No sé si despierto o si comienzo a dormirme, si me caliento o me enfrío, si llueve o si nieva. El penetrante aroma del bosque me embriaga, me aturde hasta el punto de cegarme a la realidad que envuelve mis sentidos. Sólo me siento a mí mismo, mis incontables dolores, ovillado como estoy entre los matorrales, bajo las copas bajas y medias de los pinos, cuyo olor se desatornilla lentamente con la brisa y me devuelve la visión de la taza del inodoro de mi tía Nieves que, después de cada descarga, inundaba el baño con una fragancia a pinar mezclada con lejía.
La tía Nieves no era mi tía, sino la vecina de arriba, más joven que todas mis tías, casi tanto como la mayor de mis primas y dueña de una maternidad de novela rosa. Me contó que había estado trabajando en una fábrica de lonas para carpas de circo y entoldados de verbena, pero me costaba creerle. La recuerdo como a la madre de Roma, un galgo alobado de tetas pendulares, siempre en cuatro, sobre la cama, delgada y misteriosa, como si hubiera perdido una lentilla sobre la colcha y la buscara con el olfato y con las uñas. Pero lo que en realidad habíamos perdido de vista era la goma y la paciencia. Yo buscaba debajo de la cama y en la alfombra, ella sobre la colcha, bajo las almohadas de raso con las iniciales de su abuela.

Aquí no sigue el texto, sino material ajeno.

//! Round state and the pointer handlers that drive it.

use crate::config::GameConfig;
use crate::hud::Hud;
use crate::scene::Scene;
use audio::{Cue, CuePlayer};
use engine_core::Countdown;
use glam::Vec2;
use input::{ArcBall, PointerEvent};
use renderer::{Camera, Frame, Light, PickId, Picker};
use std::time::Duration;

/// Per-round overrides of the configured limits.
#[derive(Debug, Clone, Copy, Default)]
pub struct RoundSettings {
    pub duration: Option<Duration>,
    pub max_bacteria: Option<u32>,
}

#[derive(Debug, Clone, Copy, PartialEq, Eq)]
pub enum ClickOutcome {
    Hit(PickId),
    Miss,
}

pub struct Game {
    scene: Scene,
    camera: Camera,
    light: Light,
    arcball: ArcBall,
    countdown: Countdown,
    score: u32,
    hud: Hud,
    cues: Box<dyn CuePlayer>,
    width: u32,
    height: u32,
    started: bool,
}

impl Game {
    pub fn new(
        config: &GameConfig,
        settings: RoundSettings,
        cues: Box<dyn CuePlayer>,
        width: u32,
        height: u32,
    ) -> Self {
        let mut config = config.clone();
        if let Some(max) = settings.max_bacteria {
            config.max_bacteria = max;
        }
        let countdown = Countdown::new(settings.duration.unwrap_or_else(|| config.round_time()));

        let mut camera = Camera::default();
        camera.set_aspect(width, height);

        Self {
            scene: Scene::new(&config),
            camera,
            light: Light::default(),
            arcball: ArcBall::new(width, height),
            hud: Hud::new(width, height, 0, &countdown),
            countdown,
            score: 0,
            cues,
            width,
            height,
            started: false,
        }
    }

    /// Begin the round. Ticks before this are ignored.
    pub fn start(&mut self) {
        if !self.started {
            log::info!(
                "Round started: {} organisms max, {}s on the clock",
                self.scene.max_organisms(),
                self.countdown.remaining().as_secs()
            );
        }
        self.started = true;
    }

    /// One frame of simulation.
    pub fn tick(&mut self, elapsed: Duration) {
        if !self.started {
            return;
        }
        if self.countdown.advance(elapsed) {
            self.hud.refresh(self.score, &self.countdown);
        }
        self.scene.maybe_spawn();
        self.scene.grow();
    }

    /// Draw list for this frame: overlay, globe, then organisms.
    pub fn frame(&self, include_overlay: bool) -> Frame<'_> {
        Frame {
            camera: &self.camera,
            light: self.light,
            objects: self.scene.draw_list(),
            overlay: include_overlay.then(|| self.hud.overlay()),
        }
    }

    pub fn resize(&mut self, width: u32, height: u32) {
        self.width = width.max(1);
        self.height = height.max(1);
        self.camera.set_aspect(self.width, self.height);
        self.arcball.resize(self.width, self.height);
        self.hud.resize(self.width, self.height, self.score, &self.countdown);
    }

    /// Kill whatever organism is under the pointer.
    pub fn click(&mut self, pointer: Vec2, picker: &mut dyn Picker) -> ClickOutcome {
        let id = self.pick(pointer, picker);
        if self.scene.remove(id).is_some() {
            if self.countdown.is_running() {
                self.score += 1;
            }
            self.hud.refresh(self.score, &self.countdown);
            self.cues.play(Cue::Hit);
            log::debug!("Hit {id}, score {}", self.score);
            ClickOutcome::Hit(id)
        } else {
            self.cues.play(Cue::Miss);
            log::debug!("Miss ({id}) at {pointer:?}");
            ClickOutcome::Miss
        }
    }

    fn pick(&self, pointer: Vec2, picker: &mut dyn Picker) -> PickId {
        if pointer.x < 0.0 || pointer.y < 0.0 {
            return PickId::BACKGROUND;
        }
        let frame = self.frame(false);
        match picker.pick(&frame, pointer.x as u32, pointer.y as u32) {
            Ok(id) => id,
            Err(e) => {
                log::warn!("Pick failed: {e:#}");
                PickId::BACKGROUND
            }
        }
    }

    pub fn drag_start(&mut self, pointer: Vec2) {
        self.arcball.begin(pointer, self.camera.view);
    }

    pub fn drag_move(&mut self, pointer: Vec2) {
        if let Some(view) = self.arcball.drag_to(pointer) {
            self.camera.view = view;
        }
    }

    pub fn drag_end(&mut self, pointer: Vec2) {
        self.drag_move(pointer);
        self.arcball.end();
    }

    /// Pointer left mid-drag: keep the view where it is and stop rotating.
    pub fn capture_lost(&mut self) {
        self.arcball.cancel();
    }

    /// The drawing surface never shows a context menu. Returns true (suppressed).
    pub fn context_menu(&mut self, _pointer: Vec2) -> bool {
        true
    }

    /// Route a pointer event to its handler.
    pub fn handle_pointer(&mut self, event: PointerEvent, picker: &mut dyn Picker) {
        match event {
            PointerEvent::Click(p) => {
                self.click(p, picker);
            }
            PointerEvent::DragStart(p) => self.drag_start(p),
            PointerEvent::DragMove(p) => self.drag_move(p),
            PointerEvent::DragEnd(p) => self.drag_end(p),
            PointerEvent::CaptureLost => self.capture_lost(),
            PointerEvent::ContextMenu(p) => {
                self.context_menu(p);
            }
        }
    }

    pub fn score(&self) -> u32 {
        self.score
    }

    pub fn countdown(&self) -> &Countdown {
        &self.countdown
    }

    pub fn scene(&self) -> &Scene {
        &self.scene
    }

    pub fn scene_mut(&mut self) -> &mut Scene {
        &mut self.scene
    }

    pub fn camera(&self) -> &Camera {
        &self.camera
    }

    pub fn hud(&self) -> &Hud {
        &self.hud
    }
}

#[cfg(test)]
mod tests {
    use super::*;
    use glam::Vec3;
    use renderer::RayPicker;
    use std::cell::RefCell;
    use std::collections::HashSet;
    use std::rc::Rc;

    const W: u32 = 800;
    const H: u32 = 600;
    const FRAME: Duration = Duration::from_millis(16);

    #[derive(Clone, Default)]
    struct RecordingCues(Rc<RefCell<Vec<Cue>>>);

    impl CuePlayer for RecordingCues {
        fn play(&mut self, cue: Cue) {
            self.0.borrow_mut().push(cue);
        }
    }

    fn game(settings: RoundSettings) -> (Game, Rc<RefCell<Vec<Cue>>>) {
        let config = GameConfig {
            sphere_resolution: 1,
            seed: Some(7),
            ..Default::default()
        };
        let cues = RecordingCues::default();
        let log = cues.0.clone();
        let mut game = Game::new(&config, settings, Box::new(cues), W, H);
        game.start();
        (game, log)
    }

    fn tick_until_spawn(game: &mut Game) -> PickId {
        for _ in 0..10_000 {
            game.tick(FRAME);
            if let Some(organism) = game.scene().organisms().first() {
                return organism.pick_id();
            }
        }
        panic!("nothing spawned");
    }

    fn assert_population(game: &Game) {
        let scene = game.scene();
        let live: HashSet<PickId> = scene.organisms().iter().map(|o| o.pick_id()).collect();
        let free: HashSet<PickId> = scene.pool().iter().collect();
        assert!(live.is_disjoint(&free));
        assert_eq!(live.len() + free.len(), scene.max_organisms() as usize);
    }

    /// Move an organism to face the camera and return its on-screen centre.
    fn bring_to_front(game: &mut Game, id: PickId) -> Vec2 {
        let organism = game.scene_mut().organism_mut(id).unwrap();
        organism.place_on_surface(Vec3::Z, 1.0);
        let centre = organism.transform().translation;
        game.camera().project_to_screen(centre, W, H)
    }

    #[test]
    fn clicking_an_organism_scores() {
        let (mut game, cues) = game(RoundSettings {
            max_bacteria: Some(1),
            ..Default::default()
        });
        let id = tick_until_spawn(&mut game);
        let pointer = bring_to_front(&mut game, id);

        let outcome = game.click(pointer, &mut RayPicker::new(W, H));

        assert_eq!(outcome, ClickOutcome::Hit(id));
        assert!(game.scene().organisms().is_empty());
        assert!(game.scene().pool().contains(id));
        assert_eq!(game.score(), 1);
        assert_eq!(*cues.borrow(), vec![Cue::Hit]);
    }

    #[test]
    fn clicking_an_organism_where_it_spawned_scores() {
        // Find a seed whose first organism lands on the hemisphere facing the camera.
        let (mut game, cues, id) = (0..500)
            .find_map(|seed| {
                let config = GameConfig {
                    sphere_resolution: 1,
                    spawn_frequency: 1,
                    max_bacteria: 1,
                    seed: Some(seed),
                    ..Default::default()
                };
                let cues = RecordingCues::default();
                let log = cues.0.clone();
                let mut game = Game::new(&config, RoundSettings::default(), Box::new(cues), W, H);
                game.start();
                game.tick(FRAME);
                let organism = game.scene().organisms().first()?;
                let id = organism.pick_id();
                (organism.transform().translation.z > 0.5).then_some((game, log, id))
            })
            .expect("some seed spawns facing the camera");

        let centre = game.scene().organism(id).unwrap().transform().translation;
        let pointer = game.camera().project_to_screen(centre, W, H);
        assert_eq!(game.click(pointer, &mut RayPicker::new(W, H)), ClickOutcome::Hit(id));
        assert!(game.scene().organisms().is_empty());
        assert_eq!(game.score(), 1);
        assert_eq!(*cues.borrow(), vec![Cue::Hit]);
    }

    #[test]
    fn clicking_background_misses() {
        let (mut game, cues) = game(RoundSettings {
            max_bacteria: Some(1),
            ..Default::default()
        });
        tick_until_spawn(&mut game);

        let outcome = game.click(Vec2::new(1.0, 1.0), &mut RayPicker::new(W, H));

        assert_eq!(outcome, ClickOutcome::Miss);
        assert_eq!(game.scene().organisms().len(), 1);
        assert_eq!(game.score(), 0);
        assert_eq!(*cues.borrow(), vec![Cue::Miss]);
    }

    #[test]
    fn clicking_the_globe_misses() {
        let (mut game, cues) = game(RoundSettings::default());
        let centre = Vec2::new(W as f32 / 2.0, H as f32 / 2.0);
        assert_eq!(game.click(centre, &mut RayPicker::new(W, H)), ClickOutcome::Miss);
        assert_eq!(*cues.borrow(), vec![Cue::Miss]);
    }

    #[test]
    fn no_score_after_time_runs_out() {
        let (mut game, cues) = game(RoundSettings {
            duration: Some(Duration::from_secs(1)),
            max_bacteria: Some(1),
        });
        let id = tick_until_spawn(&mut game);
        game.tick(Duration::from_secs(2));
        assert!(!game.countdown().is_running());

        let pointer = bring_to_front(&mut game, id);
        assert_eq!(game.click(pointer, &mut RayPicker::new(W, H)), ClickOutcome::Hit(id));
        assert_eq!(game.score(), 0);
        assert_eq!(*cues.borrow(), vec![Cue::Hit]);
    }

    #[test]
    fn countdown_stops_at_zero() {
        let (mut game, _) = game(RoundSettings {
            duration: Some(Duration::from_secs(5 * 60)),
            ..Default::default()
        });
        game.tick(Duration::from_secs(5 * 60));
        assert_eq!(game.countdown().remaining(), Duration::ZERO);
        for _ in 0..10 {
            game.tick(FRAME);
            assert_eq!(game.countdown().remaining(), Duration::ZERO);
        }
    }

    #[test]
    fn hud_refreshes_on_whole_seconds() {
        let (mut game, _) = game(RoundSettings {
            duration: Some(Duration::from_millis(10_500)),
            max_bacteria: Some(0),
        });
        let before = game.hud().generation();
        game.tick(Duration::from_millis(100));
        assert_eq!(game.hud().generation(), before);
        game.tick(Duration::from_millis(500));
        assert_eq!(game.hud().generation(), before + 1);
    }

    #[test]
    fn population_and_score_invariants_hold() {
        let (mut game, _) = game(RoundSettings {
            max_bacteria: Some(5),
            ..Default::default()
        });
        let mut picker = RayPicker::new(W, H);
        let mut score = game.score();
        for step in 0..3000 {
            game.tick(FRAME);
            if step % 25 == 0 {
                if let Some(id) = game.scene().organisms().first().map(|o| o.pick_id()) {
                    let pointer = bring_to_front(&mut game, id);
                    game.click(pointer, &mut picker);
                } else {
                    game.click(Vec2::ZERO, &mut picker);
                }
            }
            assert!(game.score() >= score);
            score = game.score();
            assert_population(&game);
        }
        assert!(score > 0);
    }

    #[test]
    fn ticks_before_start_do_nothing() {
        let config = GameConfig {
            sphere_resolution: 1,
            spawn_frequency: 1,
            ..Default::default()
        };
        let mut game = Game::new(&config, RoundSettings::default(), Box::new(audio::SilentCues), W, H);
        let remaining = game.countdown().remaining();
        game.tick(FRAME);
        assert_eq!(game.countdown().remaining(), remaining);
        assert!(game.scene().organisms().is_empty());
    }

    #[test]
    fn frame_draws_globe_then_organisms() {
        let (mut game, _) = game(RoundSettings::default());
        tick_until_spawn(&mut game);
        let frame = game.frame(true);
        assert!(frame.overlay.is_some());
        assert_eq!(frame.objects[0].pick_id(), PickId::GLOBE);
        assert_eq!(frame.objects.len(), 1 + game.scene().organisms().len());
        assert!(game.frame(false).overlay.is_none());
    }

    #[test]
    fn drag_rotates_view_and_capture_loss_stops_it() {
        let (mut game, _) = game(RoundSettings::default());
        let start = game.camera().view;
        game.drag_start(Vec2::new(400.0, 300.0));
        game.drag_move(Vec2::new(450.0, 300.0));
        let rotated = game.camera().view;
        assert_ne!(rotated, start);

        game.capture_lost();
        game.drag_move(Vec2::new(500.0, 300.0));
        assert_eq!(game.camera().view, rotated);
        assert!(game.context_menu(Vec2::ZERO));
    }
}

Lo peor se lleva dentro, galgo de tetas pendulares, madre de Roma. A la tía Nieves siempre se le quemaba la tortilla a la francesa y su memoria me huele a pino, lejía y huevo chamuscado con tacto de sartén rayada por la fibra renegrida de los estropajos. Se me viene encima el alud estereofónico de sus pechos golpeándome la cara, intercambio de fotonovelas en el quiosco, cerillas con dibujos de especímenes de la fauna ibérica, mentol y unas bragas marrones como de culo de mulata, como un culo caribeño por encima del murciano, menguado pero firme, tan apretado que habría hecho falta despegar las nalgas con la fuerza de un trampero para verle el ojo del ano. No tuve el gusto.